* _Assigned task_: Nothing in the entries below may be altered; print them as they stand.

* _Material for the task_:
use serde::{Deserialize, Serialize};

/// A pointer or touch position
#[derive(Debug, Clone, Copy, PartialEq, Serialize, Deserialize)]
pub struct Point {
    pub x: f32,
    pub y: f32,
}

impl Point {
    pub fn new(x: f32, y: f32) -> Self {
        Self { x, y }
    }
}

/// Bounding rectangle of the drawing surface in viewport coordinates,
/// as reported by the rendering layer at the time of an event
#[derive(Debug, Clone, Copy, PartialEq, Serialize, Deserialize)]
pub struct SurfaceRect {
    pub left: f32,
    pub top: f32,
    pub width: f32,
    pub height: f32,
}

impl SurfaceRect {
    pub fn new(left: f32, top: f32, width: f32, height: f32) -> Self {
        Self {
            left,
            top,
            width,
            height,
        }
    }

    /// Map a viewport point into raster coordinates of a `surface_width` x
    /// `surface_height` surface. The surface may be displayed scaled, so the
    /// offset is also scaled by raster size over displayed size.
    pub fn to_surface(&self, point: Point, surface_width: u32, surface_height: u32) -> Point {
        let scale = |raster: u32, displayed: f32| {
            if displayed > 0.0 {
                raster as f32 / displayed
            } else {
                1.0
            }
        };

        Point {
            x: (point.x - self.left) * scale(surface_width, self.width),
            y: (point.y - self.top) * scale(surface_height, self.height),
        }
    }
}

* _Result of the exercise_:
use serde::{Deserialize, Serialize};

/// A pointer or touch position
#[derive(Debug, Clone, Copy, PartialEq, Serialize, Deserialize)]
pub struct Point {
    pub x: f32,
    pub y: f32,
}

impl Point {
    pub fn new(x: f32, y: f32) -> Self {
        Self { x, y }
    }
}

/// Bounding rectangle of the drawing surface in viewport coordinates,
/// as reported by the rendering layer at the time of an event
#[derive(Debug, Clone, Copy, PartialEq, Serialize, Deserialize)]
pub struct SurfaceRect {
    pub left: f32,
    pub top: f32,
    pub width: f32,
    pub height: f32,
}

impl SurfaceRect {
    pub fn new(left: f32, top: f32, width: f32, height: f32) -> Self {
        Self {
            left,
            top,
            width,
            height,
        }
    }

    /// Map a viewport point into raster coordinates of a `surface_width` x
    /// `surface_height` surface. The surface may be displayed scaled, so the
    /// offset is also scaled by raster size over displayed size.
    pub fn to_surface(&self, point: Point, surface_width: u32, surface_height: u32) -> Point {
        let scale = |raster: u32, displayed: f32| {
            if displayed > 0.0 {
                raster as f32 / displayed
            } else {
                1.0
            }
        };

        Point {
            x: (point.x - self.left) * scale(surface_width, self.width),
            y: (point.y - self.top) * scale(surface_height, self.height),
        }
    }
}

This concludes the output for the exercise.